At first glance, the new clinic of the primary care startup Parsley Health looks nothing like a doctor’s office. There’s a plant wall over the receptionist’s desk. There’s a kitchen in the waiting area, stocked with kombucha, coconut yogurt, and snacks like lotus seed puffs and turmeric plant bites. There are comfy couches and a long table that makes the lounge seem more like a cool Brooklyn cafe or a coworking space than a place where you’d get a vaccination.
This space, located on the second floor of a Fifth Avenue address, isn’t just a trendy spot for wellness obsessives–though it certainly looks the part.
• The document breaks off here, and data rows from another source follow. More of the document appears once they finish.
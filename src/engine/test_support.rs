// ==========================================
// In-memory stores for engine unit tests
// ==========================================

use crate::domain::{
    CapacityInfo, CareerId, CareerSubject, Enrollment, EnrollmentId, EnrollmentStatus,
    NewEnrollment, PrerequisiteEdge, PrerequisiteId, StudentId, Subject, SubjectId,
};
use crate::engine::EnrollmentRepositories;
use crate::repository::{
    CatalogStore, EnrollmentStore, PrerequisiteStore, RepositoryError, RepositoryResult,
};
use async_trait::async_trait;
use chrono::Utc;
use std::collections::HashSet;
use std::sync::atomic::{AtomicBool, AtomicUsize, Ordering};
use std::sync::{Arc, Mutex};
use std::time::Duration;

#[derive(Default)]
struct State {
    subjects: Vec<Subject>,
    placements: Vec<CareerSubject>,
    edges: Vec<PrerequisiteEdge>,
    enrollments: Vec<Enrollment>,
    next_id: u64,
}

#[derive(Default)]
pub struct InMemoryStore {
    state: Mutex<State>,
    fail_reads: AtomicBool,
    failing_subjects: Mutex<HashSet<SubjectId>>,
    create_delay: Option<Duration>,
    in_flight: AtomicUsize,
    max_in_flight: AtomicUsize,
}

impl InMemoryStore {
    pub fn new() -> Self {
        Self::default()
    }

    /// Every create sleeps first, so concurrent creates overlap
    pub fn with_create_delay(delay: Duration) -> Self {
        Self {
            create_delay: Some(delay),
            ..Self::default()
        }
    }

    pub fn repositories(self: &Arc<Self>) -> EnrollmentRepositories {
        EnrollmentRepositories::new(self.clone(), self.clone(), self.clone())
    }

    pub fn add_subject(&self, id: &str, name: &str, year: i32, semester: i32, capacity: i32) {
        let mut state = self.state.lock().unwrap();
        state.subjects.push(Subject {
            id: SubjectId::new(id),
            name: name.to_string(),
            year,
            semester,
            capacity,
            current_enrollment: 0,
        });
    }

    /// Place a subject in a career at its catalog year/semester
    pub fn place(&self, career: &str, subject: &str) {
        let mut state = self.state.lock().unwrap();
        let (year, semester) = state
            .subjects
            .iter()
            .find(|s| s.id.as_str() == subject)
            .map(|s| (s.year, s.semester))
            .unwrap_or((1, 1));
        state.placements.push(CareerSubject {
            career_id: CareerId::new(career),
            subject_id: SubjectId::new(subject),
            year,
            semester,
        });
    }

    pub fn require(&self, subject: &str, prerequisite: &str) {
        let mut state = self.state.lock().unwrap();
        state.next_id += 1;
        let id = PrerequisiteId::new(format!("p{}", state.next_id));
        state.edges.push(PrerequisiteEdge {
            id,
            subject_id: SubjectId::new(subject),
            prerequisite_subject_id: SubjectId::new(prerequisite),
        });
    }

    /// Insert a record directly, bypassing capacity
    pub fn record(&self, student: &str, subject: &str, status: EnrollmentStatus) -> EnrollmentId {
        let mut state = self.state.lock().unwrap();
        state.next_id += 1;
        let id = EnrollmentId::new(format!("e{}", state.next_id));
        state.enrollments.push(Enrollment {
            id: id.clone(),
            student_id: StudentId::new(student),
            subject_id: SubjectId::new(subject),
            status,
            enrollment_date: Utc::now(),
        });
        if status.occupies_seat() {
            Self::shift_seats(&mut state, &SubjectId::new(subject), 1);
        }
        id
    }

    pub fn set_current_enrollment(&self, subject: &str, current: i32) {
        let mut state = self.state.lock().unwrap();
        if let Some(s) = state.subjects.iter_mut().find(|s| s.id.as_str() == subject) {
            s.current_enrollment = current;
        }
    }

    pub fn current_enrollment(&self, subject: &str) -> i32 {
        let state = self.state.lock().unwrap();
        state
            .subjects
            .iter()
            .find(|s| s.id.as_str() == subject)
            .map(|s| s.current_enrollment)
            .unwrap_or(0)
    }

    pub fn enrollment_count(&self) -> usize {
        self.state.lock().unwrap().enrollments.len()
    }

    pub fn fail_reads(&self) {
        self.fail_reads.store(true, Ordering::SeqCst);
    }

    /// Capacity lookups for this subject fail
    pub fn fail_subject(&self, subject: &str) {
        self.failing_subjects
            .lock()
            .unwrap()
            .insert(SubjectId::new(subject));
    }

    pub fn max_in_flight(&self) -> usize {
        self.max_in_flight.load(Ordering::SeqCst)
    }

    fn check_reads(&self) -> RepositoryResult<()> {
        if self.fail_reads.load(Ordering::SeqCst) {
            return Err(RepositoryError::DatabaseQueryError(
                "injected read failure".to_string(),
            ));
        }
        Ok(())
    }

    fn shift_seats(state: &mut State, subject_id: &SubjectId, delta: i32) {
        if let Some(s) = state.subjects.iter_mut().find(|s| &s.id == subject_id) {
            s.current_enrollment = (s.current_enrollment + delta).max(0);
        }
    }
}

#[async_trait]
impl CatalogStore for InMemoryStore {
    async fn subjects_by_career(&self, career_id: &CareerId) -> RepositoryResult<Vec<Subject>> {
        self.check_reads()?;
        let state = self.state.lock().unwrap();
        let mut subjects: Vec<Subject> = state
            .placements
            .iter()
            .filter(|p| &p.career_id == career_id)
            .filter_map(|p| {
                state.subjects.iter().find(|s| s.id == p.subject_id).map(|s| Subject {
                    year: p.year,
                    semester: p.semester,
                    ..s.clone()
                })
            })
            .collect();
        subjects.sort_by(|a, b| {
            (a.year, a.semester, &a.name, &a.id).cmp(&(b.year, b.semester, &b.name, &b.id))
        });
        Ok(subjects)
    }

    async fn find_subjects(&self, subject_ids: &[SubjectId]) -> RepositoryResult<Vec<Subject>> {
        self.check_reads()?;
        let state = self.state.lock().unwrap();
        Ok(state
            .subjects
            .iter()
            .filter(|s| subject_ids.contains(&s.id))
            .cloned()
            .collect())
    }

    async fn subject_capacity(
        &self,
        subject_id: &SubjectId,
    ) -> RepositoryResult<Option<CapacityInfo>> {
        self.check_reads()?;
        if self.failing_subjects.lock().unwrap().contains(subject_id) {
            return Err(RepositoryError::DatabaseQueryError(format!(
                "injected failure for {}",
                subject_id
            )));
        }
        let state = self.state.lock().unwrap();
        Ok(state
            .subjects
            .iter()
            .find(|s| &s.id == subject_id)
            .map(Subject::capacity_info))
    }
}

#[async_trait]
impl PrerequisiteStore for InMemoryStore {
    async fn get_all(&self) -> RepositoryResult<Vec<PrerequisiteEdge>> {
        self.check_reads()?;
        Ok(self.state.lock().unwrap().edges.clone())
    }

    async fn get_by_subject(&self, subject_id: &SubjectId) -> RepositoryResult<Vec<PrerequisiteEdge>> {
        self.check_reads()?;
        let state = self.state.lock().unwrap();
        Ok(state
            .edges
            .iter()
            .filter(|e| &e.subject_id == subject_id)
            .cloned()
            .collect())
    }

    async fn get_subjects_that_require(
        &self,
        prerequisite_id: &SubjectId,
    ) -> RepositoryResult<Vec<PrerequisiteEdge>> {
        self.check_reads()?;
        let state = self.state.lock().unwrap();
        Ok(state
            .edges
            .iter()
            .filter(|e| &e.prerequisite_subject_id == prerequisite_id)
            .cloned()
            .collect())
    }

    async fn create(
        &self,
        subject_id: &SubjectId,
        prerequisite_id: &SubjectId,
    ) -> RepositoryResult<PrerequisiteEdge> {
        self.require(subject_id.as_str(), prerequisite_id.as_str());
        let state = self.state.lock().unwrap();
        state
            .edges
            .last()
            .cloned()
            .ok_or_else(|| RepositoryError::InternalError("edge not stored".to_string()))
    }

    async fn delete(&self, id: &PrerequisiteId) -> RepositoryResult<()> {
        let mut state = self.state.lock().unwrap();
        let before = state.edges.len();
        state.edges.retain(|e| &e.id != id);
        if state.edges.len() == before {
            return Err(RepositoryError::not_found("SubjectPrerequisite", id));
        }
        Ok(())
    }

    async fn delete_by_subject(&self, subject_id: &SubjectId) -> RepositoryResult<()> {
        let mut state = self.state.lock().unwrap();
        state.edges.retain(|e| &e.subject_id != subject_id);
        Ok(())
    }
}

#[async_trait]
impl EnrollmentStore for InMemoryStore {
    async fn list_by_student(&self, student_id: &StudentId) -> RepositoryResult<Vec<Enrollment>> {
        self.check_reads()?;
        let state = self.state.lock().unwrap();
        Ok(state
            .enrollments
            .iter()
            .filter(|e| &e.student_id == student_id)
            .cloned()
            .collect())
    }

    async fn find_by_student_and_subject(
        &self,
        student_id: &StudentId,
        subject_id: &SubjectId,
    ) -> RepositoryResult<Option<Enrollment>> {
        self.check_reads()?;
        let state = self.state.lock().unwrap();
        Ok(state
            .enrollments
            .iter()
            .find(|e| &e.student_id == student_id && &e.subject_id == subject_id)
            .cloned())
    }

    async fn find_by_id(&self, id: &EnrollmentId) -> RepositoryResult<Option<Enrollment>> {
        self.check_reads()?;
        let state = self.state.lock().unwrap();
        Ok(state.enrollments.iter().find(|e| &e.id == id).cloned())
    }

    async fn create_within_capacity(
        &self,
        enrollment: NewEnrollment,
    ) -> RepositoryResult<Enrollment> {
        let now = self.in_flight.fetch_add(1, Ordering::SeqCst) + 1;
        self.max_in_flight.fetch_max(now, Ordering::SeqCst);
        if let Some(delay) = self.create_delay {
            tokio::time::sleep(delay).await;
        }

        let result = {
            let mut state = self.state.lock().unwrap();
            let seats = state
                .subjects
                .iter()
                .find(|s| s.id == enrollment.subject_id)
                .map(|s| (s.capacity, s.current_enrollment));
            match seats {
                None => Err(RepositoryError::not_found("Subject", &enrollment.subject_id)),
                Some((capacity, current_enrollment)) if current_enrollment >= capacity => {
                    Err(RepositoryError::CapacityExceeded {
                        subject_id: enrollment.subject_id.to_string(),
                        capacity,
                        current_enrollment,
                    })
                }
                Some(_)
                    if state.enrollments.iter().any(|e| {
                        e.student_id == enrollment.student_id
                            && e.subject_id == enrollment.subject_id
                    }) =>
                {
                    Err(RepositoryError::UniqueConstraintViolation(
                        "enrollments(student_id, subject_id)".to_string(),
                    ))
                }
                Some(_) => {
                    state.next_id += 1;
                    let record = Enrollment {
                        id: EnrollmentId::new(format!("e{}", state.next_id)),
                        student_id: enrollment.student_id,
                        subject_id: enrollment.subject_id,
                        status: enrollment.status,
                        enrollment_date: Utc::now(),
                    };
                    if record.status.occupies_seat() {
                        Self::shift_seats(&mut state, &record.subject_id, 1);
                    }
                    state.enrollments.push(record.clone());
                    Ok(record)
                }
            }
        };

        self.in_flight.fetch_sub(1, Ordering::SeqCst);
        result
    }

    async fn change_status(
        &self,
        id: &EnrollmentId,
        status: EnrollmentStatus,
    ) -> RepositoryResult<Enrollment> {
        let mut state = self.state.lock().unwrap();
        let index = state
            .enrollments
            .iter()
            .position(|e| &e.id == id)
            .ok_or_else(|| RepositoryError::not_found("Enrollment", id))?;
        let previous = state.enrollments[index].status;
        let subject_id = state.enrollments[index].subject_id.clone();
        let delta = i32::from(status.occupies_seat()) - i32::from(previous.occupies_seat());
        if delta > 0 {
            if let Some(subject) = state.subjects.iter().find(|s| s.id == subject_id) {
                if subject.current_enrollment >= subject.capacity {
                    return Err(RepositoryError::CapacityExceeded {
                        subject_id: subject_id.to_string(),
                        capacity: subject.capacity,
                        current_enrollment: subject.current_enrollment,
                    });
                }
            }
        }
        state.enrollments[index].status = status;
        Self::shift_seats(&mut state, &subject_id, delta);
        Ok(state.enrollments[index].clone())
    }
}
The clinic was designed by architect Alda Ly and interior designers Hilko Designs, and it’s conceptualized to provide a healthy way of life for the company’s members from the moment they walk in the door. Ly and Parsley’s head of design Day Jimenez worked together to incorporate biophilia, a design approach that uses natural elements to improve mental and physical wellbeing, into the office, from the meditation nook to the rooms where patients see their primary care doctor.
Previously, Parsley had small clinics located inside of three WeWork locations. This New York clinic is Parsley’s first standalone space, with plans for a Los Angeles clinic in the works. Given the company’s focus on how your environment impacts your body, Berzin felt it was important to design a space that would translate Parsley’s philosophy into practice. “We wanted to create comfort, create intimacy, create healing, and help empower people to engage in their health from the moment they walk in the door,” Berzin says.
Biophilic design is especially notable in the waiting lounge. There are plants sprinkled in different corners of the space; a custom-made essential oil blend of lemon, basil, and Cedarwood Virginiana that has mild antiseptic properties and is supposed to promote immunity and a feeling of calm; and a meditation nook that helps patients connect with their breath.
Floor-to-ceiling windows flood the space with natural light, which Ly preserved by keeping the lounge one large room as opposed to dividing it up into smaller spaces. The team opted for LED bulbs over fluorescent lights wherever possible because fluorescent lights have a slight flicker that’s irritating to the nervous system and can cause headaches.
The lounge also has an overwhelming amount of wood: wood floors, wood chairs, wood shelving–all of which provide a tangible material connection to the natural world. Subtle though it may be, it can translates into real health benefits: According to one 2005 study, the use of natural materials like wood in any kind of interior environment can actually decrease diastolic blood pressure. “All of the materials and the textures we were looking at have this kind of scientifically proven calming effect on the body,” says Jimenez.
The designers additionally chose materials that have varied patterns and textures, adhering to another principle of biophilic design. For instance, the kitchen’s neutral, white countertop is made from a sustainable material called Caesarstone that has swirling patterns hidden within it when you look closer, evoking the movement of clouds across the sky.
The most powerful biophilic design move isn’t in the lounge or even in the patient rooms, but in the hallway that connects them. When you’re standing at the entrance of the hallway, a series of mouldings spaced down the hall frame a small tree that’s been suspended in a circle of light at its end. Designed by Parsley and the landscape artist Andrew Zientek, the installation is attuned to the time of day and the season, subtly shifting in hue and intensity as the sun moves across the sky. It’d be right at home in a high-end spa, but patients encounter it just before they walk into a room with their doctor. Compared to the drab hallways in most doctor’s offices, the rhythmic architecture of the hallway paired with the illuminated tree are supposed to provide a sense of calm to patients who might be anxious heading into an appointment.
This taps into the biophilic design principle of “prospect,” in which spaces that include a long, unimpeded view of nature are tied to reduced stress, improved comfort, and a greater perception of safety. “You come from this very alive space [in the lounge] to a very focused and intentional pure moment,” says Jimenez. “It’s almost like a rite of passage.”
Even the exam rooms–typically the most antiseptic place in a doctor’s office, out of necessity–evoke warmth, with calming paint and fabrics.
By emphasizing natural elements and their impact on patients, Parsley’s clinic is meant to suggest that your environment can shift the way you feel, both physically and mentally–and maybe even make the doctor’s office feel like a safe place.